### Stored data entries
_ _ _ _

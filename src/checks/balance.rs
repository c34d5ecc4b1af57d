//! Delimiter balance over the whole document.
//!
//! Braces, parentheses and chord brackets are totalled across every line
//! (comments stripped) and each unbalanced kind yields exactly one Error at
//! the document anchor.
//!
//! `<` and `>` double as comparison and arrow operators, so chord brackets are
//! counted with exclusions:
//! - `<` opens a chord unless followed by `=` or `>` (`<=`, `<>`)
//! - `>` closes a chord unless preceded by `<`, `=`, `>` or `-` (`<>`, `=>`,
//!   `>>`, `->`)
//!
//! This is not a tokenizer: `>=` and the first `>` of `>>` still count as
//! chord closes.

use crate::diagnostic::{Diagnostic, Severity};
use crate::lexer::strip_comments;

#[derive(Debug, Default, Clone, Copy, PartialEq, Eq)]
pub struct Tally {
    pub open: usize,
    pub close: usize,
}

/// Delimiter totals for a document.
#[derive(Debug, Default, Clone, Copy, PartialEq, Eq)]
pub struct DelimiterCounts {
    pub braces: Tally,
    pub parens: Tally,
    pub chords: Tally,
}

impl DelimiterCounts {
    /// Add the delimiters of one comment-stripped line.
    pub fn add_line(&mut self, line: &str) {
        let chars: Vec<char> = line.chars().collect();
        for (i, &c) in chars.iter().enumerate() {
            match c {
                '{' => self.braces.open += 1,
                '}' => self.braces.close += 1,
                '(' => self.parens.open += 1,
                ')' => self.parens.close += 1,
                '<' if !matches!(chars.get(i + 1), Some('=' | '>')) => self.chords.open += 1,
                '>' if !(i > 0 && matches!(chars[i - 1], '<' | '=' | '>' | '-')) => {
                    self.chords.close += 1
                }
                _ => {}
            }
        }
    }

    pub fn of_text(text: &str) -> Self {
        let mut counts = Self::default();
        for line in text.split('\n') {
            counts.add_line(&strip_comments(line));
        }
        counts
    }
}

struct Delimiter {
    tally: Tally,
    singular: &'static str,
    plural: &'static str,
    symbol: char,
}

impl Delimiter {
    fn noun(&self, n: usize) -> &'static str {
        if n == 1 {
            self.singular
        } else {
            self.plural
        }
    }

    fn diagnostic(&self) -> Option<Diagnostic> {
        let Tally { open, close } = self.tally;
        let message = if open > close {
            let n = open - close;
            format!("missing {} {} '{}'", n, self.noun(n), self.symbol)
        } else if close > open {
            let n = close - open;
            format!("{} extra {} '{}'", n, self.noun(n), self.symbol)
        } else {
            return None;
        };
        Some(Diagnostic::document(message, Severity::Error))
    }
}

/// Check the delimiter balance of a whole document.
pub fn check(text: &str) -> Vec<Diagnostic> {
    let counts = DelimiterCounts::of_text(text);
    [
        Delimiter {
            tally: counts.braces,
            singular: "closing brace",
            plural: "closing braces",
            symbol: '}',
        },
        Delimiter {
            tally: counts.parens,
            singular: "closing parenthesis",
            plural: "closing parentheses",
            symbol: ')',
        },
        Delimiter {
            tally: counts.chords,
            singular: "chord closing bracket",
            plural: "chord closing brackets",
            symbol: '>',
        },
    ]
    .iter()
    .filter_map(Delimiter::diagnostic)
    .collect()
}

_ _ _ _

### About this exercise
Where does the string "collect" appear in the records? Copy every line that holds it.

### Solution for this exercise
        let chars: Vec<char> = line.chars().collect();
    .collect()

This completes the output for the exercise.